There are two other paradoxes that are less well known but worth knowing:

  • Yablo's paradox obtains a semantic paradox without any self reference. The paradox consists of an infinite sequence of sentences each of which only refers to the later ones. But there is still no consistent way to assign truth values to all the sentences.

  • Curry's paradox uses a sentence of the form "If this sentence is true then P" where P can be an arbitrary (fixed) proposition. This sentence is actually provable using normal natural-language methods regardless of what proposition is used for P (which another sign that natural-language methods are inconsistent).

It is also worth knowing that the use of the word "this" can be eliminated. For example,

The result of appending the following phrase after itself in quotes is false: "The result of appending the following phrase after itself in quotes is false:"

This phrase does not directly refer to itself, but if you perform the construction that is described you will arrive at the sentence you started with. This general method was explored by Carnap and was used by Gödel to prove his incompleteness theorems.

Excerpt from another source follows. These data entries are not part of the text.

//! The session data model: what to run, what was sent, what came back.
//!
//! A session document is JSON. The output of a run is itself a valid session
//! document, so a captured transcript can be fed straight back in as the next
//! run's input:
//!
//! ```json
//! {
//!   "config": {
//!     "command": "lua",
//!     "first_prompt": "> ",
//!     "change_prompt": "_PROMPT='{key}> '",
//!     "next_prompt": "{key}> ",
//!     "strip_command": true
//!   },
//!   "commands": [
//!     { "command": "6 * 7" },
//!     { "command": "\"a\" .. \"b\"" }
//!   ]
//! }
//! ```

use serde::{Deserialize, Serialize};
use std::time::Duration;

use crate::error::SessionError;

/// The placeholder token substituted with the generated synchronization key.
pub const KEY_PLACEHOLDER: &str = "{key}";

/// Immutable configuration for one REPL session.
#[derive(Debug, Clone, Serialize, Deserialize)]
pub struct ReplConfig {
    /// Command line launching the REPL: program plus arguments, split on
    /// whitespace with single- and double-quote grouping.
    pub command: String,
    /// Regex matching the REPL's initial, un-synchronized prompt.
    pub first_prompt: String,
    /// Input sent to the REPL to make it display a custom prompt. Must
    /// contain the literal `{key}` placeholder.
    pub change_prompt: String,
    /// Regex template matching the synchronized prompt. Must contain the
    /// literal `{key}` placeholder.
    pub next_prompt: String,
    /// Append a newline to every string sent to the REPL.
    #[serde(default = "default_true")]
    pub append_newline: bool,
    /// Remove the echoed command text from captured output.
    #[serde(default)]
    pub strip_command: bool,
    /// Remove ANSI CSI escape sequences from captured output.
    #[serde(default)]
    pub strip_ansi: bool,
    /// Maximum wait, in seconds, for any expected pattern.
    #[serde(default = "default_timeout")]
    pub timeout: f64,
}

fn default_true() -> bool {
    true
}

fn default_timeout() -> f64 {
    5.0
}

impl ReplConfig {
    /// The timeout as a [`Duration`].
    pub fn timeout(&self) -> Duration {
        Duration::from_secs_f64(self.timeout)
    }

    /// Check the invariants a channel relies on: a non-empty command line and
    /// the `{key}` placeholder present in both prompt templates.
    pub fn validate(&self) -> Result<(), SessionError> {
        if self.command.trim().is_empty() {
            return Err(SessionError::Config("`command` is empty".into()));
        }
        for (field, value) in [
            ("change_prompt", &self.change_prompt),
            ("next_prompt", &self.next_prompt),
        ] {
            if !value.contains(KEY_PLACEHOLDER) {
                return Err(SessionError::Config(format!(
                    "`{field}` must contain the `{KEY_PLACEHOLDER}` placeholder"
                )));
            }
        }
        Ok(())
    }
}

/// One step of a session: the text to send and, after the run, what came back.
#[derive(Debug, Clone, Serialize, Deserialize)]
pub struct ReplCommand {
    /// The literal text sent to the REPL.
    pub command: String,
    /// Opaque metadata describing the output; never interpreted.
    #[serde(default = "default_output_type")]
    pub output_type: String,
    /// The captured response. A value already present before the run is moved
    /// to `expected` (unless `expected` is set) and then overwritten.
    #[serde(default, skip_serializing_if = "Option::is_none")]
    pub output: Option<String>,
    /// A previously recorded response to compare against.
    #[serde(default, skip_serializing_if = "Option::is_none")]
    pub expected: Option<String>,
}

fn default_output_type() -> String {
    "text/plain".to_string()
}

impl ReplCommand {
    /// A fresh command with no recorded output.
    pub fn new(command: impl Into<String>) -> Self {
        Self {
            command: command.into(),
            output_type: default_output_type(),
            output: None,
            expected: None,
        }
    }
}

/// A full scripted session: one config plus the ordered commands to run.
#[derive(Debug, Clone, Serialize, Deserialize)]
pub struct ReplSession {
    pub config: ReplConfig,
    pub commands: Vec<ReplCommand>,
}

There are several ways to "avoid" the paradoxes, but they all rely on somehow reducing the ability of a system to perform the paradoxical deductions that can be performed in usual natural-language reasoning. There are axiomatic theories of truth that keep classical logic but reduce the way the truth predicate ("X is true") can be used, and there are paraconsistent logics that, though they are classically inconsistent, prevent "local" inconsistencies from spreading elsewhere, by restricting the deduction rules that can be used. But there is no resolution of the paradoxes that maintains all the features of normal natural-language reasoning - this is why they are genuinely paradoxes.